Exercise prompt – When a line in the records includes the string "derive", it goes into the tally; report that tally alone.

::: Supplied data :::

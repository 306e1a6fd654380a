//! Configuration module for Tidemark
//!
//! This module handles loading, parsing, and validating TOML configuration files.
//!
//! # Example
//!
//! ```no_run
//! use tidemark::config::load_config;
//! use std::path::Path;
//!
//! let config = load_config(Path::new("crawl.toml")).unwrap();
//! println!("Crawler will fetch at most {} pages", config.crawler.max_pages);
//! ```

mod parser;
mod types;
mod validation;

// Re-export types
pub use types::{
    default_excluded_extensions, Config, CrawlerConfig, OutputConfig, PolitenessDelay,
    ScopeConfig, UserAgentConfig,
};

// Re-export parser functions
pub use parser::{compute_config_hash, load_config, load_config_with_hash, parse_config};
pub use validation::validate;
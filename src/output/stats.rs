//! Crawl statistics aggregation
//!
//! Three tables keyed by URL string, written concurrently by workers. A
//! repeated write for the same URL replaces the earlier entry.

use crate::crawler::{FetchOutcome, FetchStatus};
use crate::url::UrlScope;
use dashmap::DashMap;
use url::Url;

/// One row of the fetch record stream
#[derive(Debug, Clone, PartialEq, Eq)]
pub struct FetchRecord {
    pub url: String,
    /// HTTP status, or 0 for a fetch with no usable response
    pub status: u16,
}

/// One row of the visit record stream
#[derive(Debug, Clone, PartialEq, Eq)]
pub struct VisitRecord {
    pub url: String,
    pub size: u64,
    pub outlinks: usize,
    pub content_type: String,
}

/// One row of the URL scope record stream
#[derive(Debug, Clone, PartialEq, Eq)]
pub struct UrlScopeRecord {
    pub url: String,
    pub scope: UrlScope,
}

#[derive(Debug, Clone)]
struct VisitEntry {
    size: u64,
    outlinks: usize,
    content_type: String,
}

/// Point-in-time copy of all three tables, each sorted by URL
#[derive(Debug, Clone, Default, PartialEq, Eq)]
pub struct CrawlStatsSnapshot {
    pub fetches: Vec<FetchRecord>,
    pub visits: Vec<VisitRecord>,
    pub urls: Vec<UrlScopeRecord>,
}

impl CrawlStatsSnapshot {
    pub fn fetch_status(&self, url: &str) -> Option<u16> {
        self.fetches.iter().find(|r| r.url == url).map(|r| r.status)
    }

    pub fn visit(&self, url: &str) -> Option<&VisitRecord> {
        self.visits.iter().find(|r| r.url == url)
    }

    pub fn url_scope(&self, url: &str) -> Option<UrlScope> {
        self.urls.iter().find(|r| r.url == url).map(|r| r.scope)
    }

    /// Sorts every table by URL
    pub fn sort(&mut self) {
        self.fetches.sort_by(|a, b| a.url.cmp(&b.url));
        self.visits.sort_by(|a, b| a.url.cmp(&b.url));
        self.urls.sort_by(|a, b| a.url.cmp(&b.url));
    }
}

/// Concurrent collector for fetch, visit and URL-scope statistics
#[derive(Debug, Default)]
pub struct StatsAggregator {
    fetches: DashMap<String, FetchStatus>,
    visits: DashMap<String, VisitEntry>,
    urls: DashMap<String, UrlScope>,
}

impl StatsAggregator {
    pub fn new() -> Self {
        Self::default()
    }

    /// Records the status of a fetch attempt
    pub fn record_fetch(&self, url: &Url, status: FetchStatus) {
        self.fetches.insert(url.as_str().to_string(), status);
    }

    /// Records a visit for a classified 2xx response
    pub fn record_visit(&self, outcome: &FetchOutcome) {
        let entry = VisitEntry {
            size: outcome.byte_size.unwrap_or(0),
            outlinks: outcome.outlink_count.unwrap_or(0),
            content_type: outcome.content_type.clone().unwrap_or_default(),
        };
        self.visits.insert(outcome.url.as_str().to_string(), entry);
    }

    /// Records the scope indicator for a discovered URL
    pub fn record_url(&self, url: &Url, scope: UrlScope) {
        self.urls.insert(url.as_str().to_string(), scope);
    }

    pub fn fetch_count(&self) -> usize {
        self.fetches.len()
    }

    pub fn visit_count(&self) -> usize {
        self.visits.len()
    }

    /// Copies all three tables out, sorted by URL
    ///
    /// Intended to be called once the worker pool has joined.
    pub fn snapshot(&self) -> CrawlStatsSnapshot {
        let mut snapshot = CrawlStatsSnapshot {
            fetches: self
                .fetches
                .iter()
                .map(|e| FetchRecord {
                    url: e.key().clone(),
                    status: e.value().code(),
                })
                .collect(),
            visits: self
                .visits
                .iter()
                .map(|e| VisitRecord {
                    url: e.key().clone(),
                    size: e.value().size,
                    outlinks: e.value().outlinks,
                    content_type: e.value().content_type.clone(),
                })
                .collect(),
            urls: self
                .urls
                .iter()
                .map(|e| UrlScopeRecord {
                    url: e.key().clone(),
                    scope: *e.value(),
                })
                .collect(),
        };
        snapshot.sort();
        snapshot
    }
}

:::
::: Supplied data :::

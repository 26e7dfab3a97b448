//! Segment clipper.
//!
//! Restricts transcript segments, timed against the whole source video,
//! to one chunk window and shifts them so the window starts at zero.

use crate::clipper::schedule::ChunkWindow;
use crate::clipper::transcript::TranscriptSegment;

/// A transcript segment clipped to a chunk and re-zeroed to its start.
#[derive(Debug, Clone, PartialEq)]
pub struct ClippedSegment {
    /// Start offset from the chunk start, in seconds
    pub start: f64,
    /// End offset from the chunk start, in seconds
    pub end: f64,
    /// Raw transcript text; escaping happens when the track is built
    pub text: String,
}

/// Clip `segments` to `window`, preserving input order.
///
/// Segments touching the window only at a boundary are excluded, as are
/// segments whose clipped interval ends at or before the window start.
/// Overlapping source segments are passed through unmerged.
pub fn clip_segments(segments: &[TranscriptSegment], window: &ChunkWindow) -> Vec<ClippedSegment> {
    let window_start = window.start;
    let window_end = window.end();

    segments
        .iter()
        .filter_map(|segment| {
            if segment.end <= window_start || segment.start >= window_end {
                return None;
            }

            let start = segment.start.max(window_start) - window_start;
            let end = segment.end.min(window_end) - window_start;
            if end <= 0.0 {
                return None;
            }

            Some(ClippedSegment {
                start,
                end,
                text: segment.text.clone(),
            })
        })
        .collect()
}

:::

Reply – 7